6. Position in the 3DGS compression literature

FlexGaussian is explicitly presented not as the best pure rate-distortion method in every setting, but as a speed-flexibility-resource-efficiency compromise (Tian et al., 9 Jul 2025). On Mip-NeRF360, for example, Compressed3D is reported at 27.02 PSNR and 28.81 MiB, CompGS at 26.99 PSNR and 21.08 MiB, and FlexGaussian at 26.38 PSNR and 40.80 MiB. The paper therefore does not claim universal superiority over retraining- or refinement-based compression; instead, it emphasizes that those methods require access to training data and pipeline state, iterative optimization, and materially higher compute and memory budgets.

Several limitations are also either explicit or readily visible from the reported methodology. The paper does not provide explicit quantization formulas or low-level serialization details; importance scoring remains a nontrivial part of runtime; FOA still requires repeated rendering evaluations; and the claim that channel sensitivity patterns are scene-insensitive is empirical rather than derived. The rendering workflow described in evaluation quantizes, dequantizes, and then renders, which suggests that the paper does not specify a fundamentally redesigned renderer kernel for direct compressed-domain rendering.

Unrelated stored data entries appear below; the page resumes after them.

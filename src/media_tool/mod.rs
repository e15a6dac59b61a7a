//! Media tool (ffmpeg/ffprobe) integration
//!
//! Stream probing, fallback merging and codec repair go through the
//! [`MediaTool`] trait so the pipeline never shells out directly. Two
//! implementations are provided:
//!
//! - [`FfmpegCli`]: runs the external `ffmpeg`/`ffprobe` binaries
//! - [`NoOpMediaTool`]: stub used when ffmpeg is not installed
//!
//! ## Usage
//!
//! ```no_run
//! use media_fetch::media_tool::{FfmpegCli, MediaTool};
//! use std::path::Path;
//!
//! #[tokio::main]
//! async fn main() -> Result<(), Box<dyn std::error::Error>> {
//!     let tool = FfmpegCli::from_path().expect("ffmpeg not found");
//!
//!     let report = tool.probe_streams(Path::new("clip.mp4")).await?;
//!     if !report.is_complete() {
//!         println!("missing streams: video={} audio={}", report.has_video, report.has_audio);
//!     }
//!
//!     Ok(())
//! }
//! ```

mod cli;
mod noop;
pub(crate) mod probe;
mod traits;

pub use cli::FfmpegCli;
pub use noop::NoOpMediaTool;
pub use traits::{MediaTool, MediaToolCapabilities, StreamClass, StreamReport};
//! Packaging slideshow images into a zip archive

use crate::error::Error;
use crate::types::JobId;
use std::io::Write;
use std::path::{Path, PathBuf};

/// Scratch directory the images of job `id` are downloaded into
pub(crate) fn scratch_dir(download_dir: &Path, id: JobId) -> PathBuf {
    download_dir.join(format!("_slideshow_{id}"))
}

/// Store `images` (uncompressed) in a new archive at `zip_path`
///
/// Entries keep their file names, in the order given.
pub(crate) async fn write_archive(images: Vec<PathBuf>, zip_path: PathBuf) -> crate::Result<PathBuf> {
    tokio::task::spawn_blocking(move || write_archive_blocking(&images, &zip_path).map(|()| zip_path))
        .await
        .map_err(|e| Error::Other(format!("zip task failed: {e}")))?
}

fn write_archive_blocking(images: &[PathBuf], zip_path: &Path) -> crate::Result<()> {
    let file = std::fs::File::create(zip_path)?;
    let mut writer = zip::ZipWriter::new(file);
    let options =
        zip::write::FileOptions::default().compression_method(zip::CompressionMethod::Stored);

    for image in images {
        let Some(name) = image.file_name().and_then(|n| n.to_str()) else {
            continue;
        };
        writer.start_file(name, options).map_err(zip_error)?;
        let bytes = std::fs::read(image)?;
        writer.write_all(&bytes)?;
    }
    writer.finish().map_err(zip_error)?;
    Ok(())
}

fn zip_error(e: zip::result::ZipError) -> Error {
    Error::Io(std::io::Error::other(format!("failed to write zip archive: {e}")))
}

/// Remove the scratch directory, logging instead of failing
pub(crate) async fn remove_scratch(dir: &Path) {
    if let Err(e) = tokio::fs::remove_dir_all(dir).await
        && e.kind() != std::io::ErrorKind::NotFound
    {
        tracing::warn!(dir = ?dir, error = %e, "failed to remove slideshow scratch directory");
    }
}
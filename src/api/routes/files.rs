//! Download-once artifact retrieval.

use crate::api::AppState;
use crate::error::Error;
use crate::types::JobId;
use crate::utils::{ARTIFACT_EXTENSIONS, file_name_str, mime_type_for, sanitize_filename};
use axum::{
    body::{Body, Bytes},
    extract::{Path, State},
    http::header,
    response::{IntoResponse, Response},
};
use futures::StreamExt;
use std::path::{Path as FsPath, PathBuf};
use tokio_util::io::ReaderStream;

const GONE_MESSAGE: &str = "File no longer available. Please re-download.";

/// GET /files/:id - Stream a finished artifact once
///
/// The file is deleted after its body has been fully sent. Artifacts with a
/// history record are served under their sanitized title; otherwise the
/// download directory is searched for `{id}.{ext}`.
#[utoipa::path(
    get,
    path = "/api/v1/files/{id}",
    tag = "files",
    params(
        ("id" = String, Path, description = "Job or artifact ID")
    ),
    responses(
        (status = 200, description = "The artifact as an attachment", body = String, content_type = "application/octet-stream"),
        (status = 404, description = "Already served or never produced", body = crate::error::ApiError)
    )
)]
pub async fn get_file(State(state): State<AppState>, Path(id): Path<JobId>) -> Response {
    let Some((path, filename)) = locate(&state, id).await else {
        return Error::NotFound(GONE_MESSAGE.to_string()).into_response();
    };

    let file = match tokio::fs::File::open(&path).await {
        Ok(file) => file,
        Err(e) if e.kind() == std::io::ErrorKind::NotFound => {
            return Error::NotFound(GONE_MESSAGE.to_string()).into_response();
        }
        Err(e) => return Error::Io(e).into_response(),
    };
    let length = file.metadata().await.ok().map(|m| m.len());

    let mime = mime_type_for(&path);
    let cleanup_path = path.clone();
    let cleanup = futures::stream::once(async move {
        match tokio::fs::remove_file(&cleanup_path).await {
            Ok(()) => tracing::info!(path = %cleanup_path.display(), "deleted served file"),
            Err(e) => {
                tracing::debug!(path = %cleanup_path.display(), error = %e, "served file already gone")
            }
        }
        None::<std::io::Result<Bytes>>
    })
    .filter_map(futures::future::ready);

    let body = Body::from_stream(ReaderStream::new(file).chain(cleanup));

    let mut response = (
        [
            (header::CONTENT_TYPE, mime.to_string()),
            (header::CONTENT_DISPOSITION, content_disposition(&filename)),
        ],
        body,
    )
        .into_response();
    if let Some(length) = length {
        response
            .headers_mut()
            .insert(header::CONTENT_LENGTH, length.into());
    }
    response
}

/// Resolve the artifact path and its download name
async fn locate(state: &AppState, id: JobId) -> Option<(PathBuf, String)> {
    match state.fetcher.db.get_history(id).await {
        Ok(Some(record)) if exists(&record.file_path).await => {
            let ext = record
                .file_path
                .extension()
                .and_then(|e| e.to_str())
                .map(str::to_string)
                .unwrap_or_else(|| record.format.clone());
            let filename = if record.title.trim().is_empty() {
                file_name_str(&record.file_path)
                    .map(str::to_string)
                    .unwrap_or_else(|| format!("{id}.{ext}"))
            } else {
                format!("{}.{ext}", sanitize_filename(&record.title))
            };
            return Some((record.file_path, filename));
        }
        Ok(_) => {}
        Err(e) => tracing::warn!(job_id = %id, error = %e, "history lookup failed"),
    }

    let dir = state.config.download_dir();
    for ext in ARTIFACT_EXTENSIONS {
        let candidate = dir.join(format!("{id}.{ext}"));
        if exists(&candidate).await {
            return Some((candidate, format!("{id}.{ext}")));
        }
    }
    None
}

async fn exists(path: &FsPath) -> bool {
    tokio::fs::try_exists(path).await.unwrap_or(false)
}

/// `attachment` disposition with an ASCII fallback and an RFC 5987 UTF-8 name
fn content_disposition(filename: &str) -> String {
    let ascii: String = filename
        .chars()
        .map(|c| {
            if c.is_ascii() && !c.is_ascii_control() && c != '"' && c != '\\' {
                c
            } else {
                '_'
            }
        })
        .collect();
    format!(
        "attachment; filename=\"{ascii}\"; filename*=UTF-8''{}",
        urlencoding::encode(filename)
    )
}
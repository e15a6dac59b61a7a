//! REST API server module
//!
//! Exposes job submission, progress snapshots and streams, download-once
//! file retrieval and metadata lookup over HTTP, with an OpenAPI 3.1 document.

use crate::{Config, MediaFetcher, Result};
use axum::{
    Router,
    http::HeaderValue,
    routing::{get, post},
};
use std::sync::Arc;
use tokio::net::TcpListener;
use tower_http::cors::{AllowOrigin, Any, CorsLayer};
use tower_http::trace::TraceLayer;
use utoipa::OpenApi;
use utoipa_swagger_ui::SwaggerUi;

pub mod error_response;
pub mod openapi;
pub mod routes;
pub mod state;

pub use openapi::ApiDoc;
pub use state::AppState;

/// Create the API router with all route definitions
///
/// # Routes
///
/// All routes are nested under `/api/v1`.
///
/// ## Jobs
/// - `POST /downloads` - Fetch one source
/// - `POST /downloads/audio` - Fetch the audio track of one source
/// - `POST /batches` - Fetch a list of sources in order
/// - `GET /jobs/:id` - Progress snapshot
/// - `POST /jobs/:id/cancel` - Request cancellation
/// - `GET /jobs/:id/events` - Server-sent progress stream
/// - `GET /batches/:id/events` - Server-sent batch progress stream
///
/// ## Media
/// - `POST /info` - Resolve metadata for a URL
///
/// ## Files
/// - `GET /files/:id` - Download a finished artifact (once)
///
/// ## System
/// - `GET /health` - Health check
/// - `GET /openapi.json` - OpenAPI specification
/// - `GET /swagger-ui` - Interactive Swagger UI documentation (if enabled)
pub fn create_router(fetcher: Arc<MediaFetcher>, config: Arc<Config>) -> Router {
    let state = AppState::new(fetcher, config.clone());

    let v1 = Router::new()
        // Jobs
        .route("/downloads", post(routes::start_download))
        .route("/downloads/audio", post(routes::start_audio_download))
        .route("/batches", post(routes::start_batch))
        .route("/batches/:id/events", get(routes::batch_events))
        .route("/jobs/:id", get(routes::get_job))
        .route("/jobs/:id/cancel", post(routes::cancel_job))
        .route("/jobs/:id/events", get(routes::job_events))
        // Media
        .route("/info", post(routes::get_info))
        // Files
        .route("/files/:id", get(routes::get_file))
        // System
        .route("/health", get(routes::health_check));

    // With Swagger UI enabled, SwaggerUi itself serves /api/v1/openapi.json
    let router = if config.server.api.swagger_ui {
        Router::new()
            .nest("/api/v1", v1)
            .merge(SwaggerUi::new("/swagger-ui").url("/api/v1/openapi.json", ApiDoc::openapi()))
    } else {
        let v1 = v1.route("/openapi.json", get(routes::openapi_spec));
        Router::new().nest("/api/v1", v1)
    };

    let router = router.with_state(state).layer(TraceLayer::new_for_http());

    if config.server.api.cors_enabled {
        let cors = build_cors_layer(&config.server.api.cors_origins);
        router.layer(cors)
    } else {
        router
    }
}

/// Build a CORS layer from the configured origins ("*" or an empty list allows any)
fn build_cors_layer(origins: &[String]) -> CorsLayer {
    let allow_any = origins.iter().any(|o| o == "*");

    if allow_any || origins.is_empty() {
        CorsLayer::new()
            .allow_origin(Any)
            .allow_methods(Any)
            .allow_headers(Any)
    } else {
        let allowed: Vec<HeaderValue> = origins.iter().filter_map(|o| o.parse().ok()).collect();

        CorsLayer::new()
            .allow_origin(AllowOrigin::list(allowed))
            .allow_methods(Any)
            .allow_headers(Any)
    }
}

/// Start the API server on the configured bind address.
///
/// Runs until the listener fails or the task is aborted.
///
/// # Example
///
/// ```no_run
/// use media_fetch::{Config, MediaFetcher};
/// use std::sync::Arc;
///
/// # async fn example() -> Result<(), Box<dyn std::error::Error>> {
/// let config = Arc::new(Config::default());
/// let fetcher = Arc::new(MediaFetcher::new((*config).clone()).await?);
///
/// media_fetch::api::start_api_server(fetcher, config).await?;
/// # Ok(())
/// # }
/// ```
pub async fn start_api_server(fetcher: Arc<MediaFetcher>, config: Arc<Config>) -> Result<()> {
    let bind_address = config.server.api.bind_address;

    tracing::info!(address = %bind_address, "Starting API server");

    let app = create_router(fetcher, config);

    let listener = TcpListener::bind(bind_address)
        .await
        .map_err(crate::error::Error::Io)?;

    tracing::info!(
        address = %listener.local_addr().map_err(crate::error::Error::Io)?,
        "API server listening"
    );

    axum::serve(listener, app)
        .await
        .map_err(|e| crate::error::Error::ApiServerError(e.to_string()))?;

    tracing::info!("API server stopped");
    Ok(())
}

// unwrap/expect are acceptable in tests for concise failure-on-error assertions
#[allow(clippy::unwrap_used, clippy::expect_used)]
#[cfg(test)]
mod tests;
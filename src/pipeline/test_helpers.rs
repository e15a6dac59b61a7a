//! Scripted media tool and transfer backend for pipeline tests
//!
//! Fake media files are plain text listing their streams, e.g.
//! `video:vp9,audio:aac`, so probes and merges can be checked by reading the
//! file back.

use super::progress::{PhaseSnapshot, ProgressReporter};
use crate::error::{Error, TransferError};
use crate::media_tool::{MediaTool, MediaToolCapabilities, StreamReport};
use crate::transfer::{
    ProgressSink, TransferBackend, TransferCapabilities, TransferOutcome, TransferRequest,
};
use crate::types::{MediaMetadata, Phase, ProgressEvent};
use async_trait::async_trait;
use std::path::Path;
use std::sync::atomic::{AtomicUsize, Ordering};
use tokio_util::sync::CancellationToken;

/// Write a fake media file carrying `streams`
pub(crate) fn write_media(path: &Path, streams: &str) {
    std::fs::write(path, streams).unwrap();
}

/// Read a fake media file's stream list back
pub(crate) fn read_media(path: &Path) -> String {
    std::fs::read_to_string(path).unwrap()
}

fn codec_of(content: &str, kind: &str) -> Option<String> {
    content.split(',').find_map(|token| {
        let (k, codec) = token.trim().split_once(':')?;
        (k == kind).then(|| codec.to_string())
    })
}

async fn read_streams(path: &Path) -> crate::Result<String> {
    Ok(tokio::fs::read_to_string(path).await?)
}

/// Media tool that understands the fake file format
#[derive(Default)]
pub(crate) struct StubMediaTool {
    pub fail_codec_types: bool,
    pub fail_transcode: bool,
    pub(crate) merges: AtomicUsize,
    pub(crate) reencodes: AtomicUsize,
}

impl StubMediaTool {
    pub fn merge_calls(&self) -> usize {
        self.merges.load(Ordering::SeqCst)
    }

    pub fn reencode_calls(&self) -> usize {
        self.reencodes.load(Ordering::SeqCst)
    }
}

#[async_trait]
impl MediaTool for StubMediaTool {
    async fn probe_streams(&self, path: &Path) -> crate::Result<StreamReport> {
        let content = read_streams(path).await?;
        let video_codec = codec_of(&content, "video");
        let audio_codec = codec_of(&content, "audio");
        Ok(StreamReport {
            has_video: video_codec.is_some(),
            has_audio: audio_codec.is_some(),
            video_codec,
            audio_codec,
        })
    }

    async fn codec_types(&self, path: &Path) -> crate::Result<Vec<String>> {
        if self.fail_codec_types {
            return Err(Error::ExternalTool("probe unavailable".into()));
        }
        let content = read_streams(path).await?;
        Ok(content
            .split(',')
            .filter_map(|token| token.trim().split_once(':').map(|(k, _)| k.to_string()))
            .collect())
    }

    async fn video_codec(&self, path: &Path) -> crate::Result<Option<String>> {
        Ok(codec_of(&read_streams(path).await?, "video"))
    }

    async fn merge(
        &self,
        video: &Path,
        audio: &Path,
        output: &Path,
        _format: &str,
    ) -> crate::Result<()> {
        self.merges.fetch_add(1, Ordering::SeqCst);
        if self.fail_transcode {
            return Err(Error::ExternalTool("merge failed".into()));
        }
        let v = codec_of(&read_streams(video).await?, "video").unwrap_or_default();
        let a = codec_of(&read_streams(audio).await?, "audio").unwrap_or_default();
        tokio::fs::write(output, format!("video:{v},audio:{a}")).await?;
        Ok(())
    }

    async fn reencode_h264(&self, input: &Path, output: &Path) -> crate::Result<()> {
        self.reencodes.fetch_add(1, Ordering::SeqCst);
        if self.fail_transcode {
            tokio::fs::write(output, "").await?;
            return Err(Error::ExternalTool("encoder missing".into()));
        }
        let content = read_streams(input).await?;
        let rewritten: Vec<String> = content
            .split(',')
            .map(|token| {
                if token.starts_with("video:") {
                    "video:h264".to_string()
                } else {
                    token.to_string()
                }
            })
            .collect();
        tokio::fs::write(output, rewritten.join(",")).await?;
        Ok(())
    }

    fn capabilities(&self) -> MediaToolCapabilities {
        MediaToolCapabilities {
            can_probe: true,
            can_transcode: true,
        }
    }

    fn name(&self) -> &'static str {
        "stub"
    }
}

type FetchHook = Box<dyn Fn(usize) + Send + Sync>;

/// Transfer backend that replays a script instead of running a process
///
/// Each fetch emits `events` through the sink, then writes every
/// `(suffix, streams)` pair of `files` as `{id}{suffix}` into the request's
/// output directory.
#[derive(Default)]
pub(crate) struct StubBackend {
    pub events: Vec<ProgressEvent>,
    pub files: Vec<(String, String)>,
    pub info: MediaMetadata,
    /// Sources that fail with a backend error
    pub failing_urls: Vec<String>,
    /// Called with the 0-based call index after a fetch succeeds
    pub after_fetch: Option<FetchHook>,
    pub(crate) calls: AtomicUsize,
}

impl StubBackend {
    /// Backend producing one finished file
    pub fn producing(suffix: &str, streams: &str) -> Self {
        Self {
            files: vec![(suffix.to_string(), streams.to_string())],
            ..Default::default()
        }
    }

    pub fn calls(&self) -> usize {
        self.calls.load(Ordering::SeqCst)
    }
}

#[async_trait]
impl TransferBackend for StubBackend {
    async fn fetch(
        &self,
        request: &TransferRequest,
        sink: &mut ProgressSink<'_>,
        cancel: &CancellationToken,
    ) -> crate::Result<TransferOutcome> {
        let index = self.calls.fetch_add(1, Ordering::SeqCst);
        if cancel.is_cancelled() {
            return Err(Error::Cancelled);
        }
        if self.failing_urls.contains(&request.url) {
            return Err(TransferError::BackendFailed {
                backend: "stub".into(),
                reason: format!("no formats for {}", request.url),
            }
            .into());
        }

        for event in &self.events {
            if sink(event.clone()).is_break() {
                return Err(Error::Cancelled);
            }
        }

        tokio::fs::create_dir_all(&request.output_dir).await?;
        let prefix = request.file_prefix();
        for (suffix, streams) in &self.files {
            tokio::fs::write(request.output_dir.join(format!("{prefix}{suffix}")), streams)
                .await?;
        }

        if let Some(hook) = &self.after_fetch {
            hook(index);
        }
        Ok(TransferOutcome {
            info: self.info.clone(),
            output_dir: request.output_dir.clone(),
        })
    }

    fn capabilities(&self) -> TransferCapabilities {
        TransferCapabilities {
            merges_streams: true,
            extracts_audio: true,
        }
    }

    fn name(&self) -> &'static str {
        "stub"
    }
}

/// Reporter that records every snapshot
///
/// With `cancel_after: Some(n)` it reports cancelled once `n` snapshots
/// have been recorded.
#[derive(Default)]
pub(crate) struct RecordingReporter {
    pub snapshots: Vec<PhaseSnapshot>,
    pub cancel_after: Option<usize>,
}

impl RecordingReporter {
    /// `(phase, progress)` pairs in the order they were reported
    pub fn points(&self) -> Vec<(Phase, f64)> {
        self.snapshots.iter().map(|s| (s.phase, s.progress)).collect()
    }
}

impl ProgressReporter for RecordingReporter {
    fn report(&mut self, snapshot: PhaseSnapshot) {
        self.snapshots.push(snapshot);
    }

    fn is_cancelled(&self) -> bool {
        self.cancel_after
            .is_some_and(|n| self.snapshots.len() >= n)
    }
}

/// A `Downloading` event for `stream` at `done` of `total` bytes
pub(crate) fn downloading(done: u64, total: u64, stream: &str) -> ProgressEvent {
    ProgressEvent::Downloading {
        bytes_total: Some(total),
        bytes_done: done,
        speed: Some(1_000_000.0),
        eta: Some(1),
        stream: Some(stream.to_string()),
    }
}
//! Custom test assertions for E2E tests

use media_fetch::{JobId, JobState, MediaFetcher};
use std::path::{Path, PathBuf};
use std::time::Duration;

/// Result of waiting for a job to finish
#[derive(Debug)]
pub enum WaitResult {
    /// Job finished successfully
    Done(JobState),
    /// Job failed with error
    Failed(String),
    /// Timeout waiting for a terminal state
    Timeout,
    /// Snapshot disappeared (evicted or never existed)
    Missing,
}

/// Poll the progress store until `id` is terminal
///
/// Also checks that progress never decreases before the terminal write.
pub async fn wait_for_completion(fetcher: &MediaFetcher, id: JobId, timeout: Duration) -> WaitResult {
    let result = tokio::time::timeout(timeout, async {
        let mut last_progress = 0.0;
        loop {
            let Some(state) = fetcher.progress(id) else {
                return WaitResult::Missing;
            };
            if state.status.is_terminal() {
                return match state.error.clone() {
                    Some(error) => WaitResult::Failed(error),
                    None => WaitResult::Done(state),
                };
            }

            assert!(
                state.progress >= last_progress,
                "progress went backwards: {} -> {}",
                last_progress,
                state.progress
            );
            last_progress = state.progress;
            tokio::time::sleep(Duration::from_millis(250)).await;
        }
    })
    .await;

    result.unwrap_or(WaitResult::Timeout)
}

/// Wait until the job reports a transfer in progress
pub async fn wait_for_downloading(fetcher: &MediaFetcher, id: JobId, timeout: Duration) -> bool {
    tokio::time::timeout(timeout, async {
        loop {
            if let Some(state) = fetcher.progress(id)
                && state.progress > 0.0
            {
                return !state.status.is_terminal();
            }
            tokio::time::sleep(Duration::from_millis(100)).await;
        }
    })
    .await
    .unwrap_or(false)
}

/// Files directly inside `dir`
pub fn list_files(dir: &Path) -> Vec<PathBuf> {
    match std::fs::read_dir(dir) {
        Ok(entries) => entries
            .filter_map(|e| e.ok())
            .map(|e| e.path())
            .filter(|p| p.is_file())
            .collect(),
        Err(_) => Vec::new(),
    }
}

/// Assert that no file in `dir` carries the job's id prefix
pub fn assert_no_artifacts(dir: &Path, id: JobId) {
    let prefix = id.to_string();
    let leftovers: Vec<PathBuf> = list_files(dir)
        .into_iter()
        .filter(|p| {
            p.file_name()
                .and_then(|n| n.to_str())
                .is_some_and(|n| n.starts_with(&prefix))
        })
        .collect();
    assert!(leftovers.is_empty(), "leftover artifacts: {leftovers:?}");
}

Subsequent literature positions FlexGaussian as an important hybrid baseline in the 3DGS compression design space. GETA-3DGS characterizes FlexGaussian as a method that “applies training-free attribute-wise mixed-precision,” and groups it with other methods that treat pruning, quantization, and entropy coding as separate stages governed by hand-tuned heuristics such as opacity thresholds, fixed bit-widths, or spherical-harmonic truncation rules (Zhang et al., 3 May 2026). In that framing, FlexGaussian is not dismissed; rather, it is treated as evidence that attribute-wise mixed precision is valuable, while joint optimization of pruning and quantization under explicit hard constraints remains an open systems problem. This later reception is consistent with the original paper’s contribution: FlexGaussian established a practical, training-free, rapidly reconfigurable compressor for trained 3DGS models, and later work treated it as a strong reference point rather than an endpoint.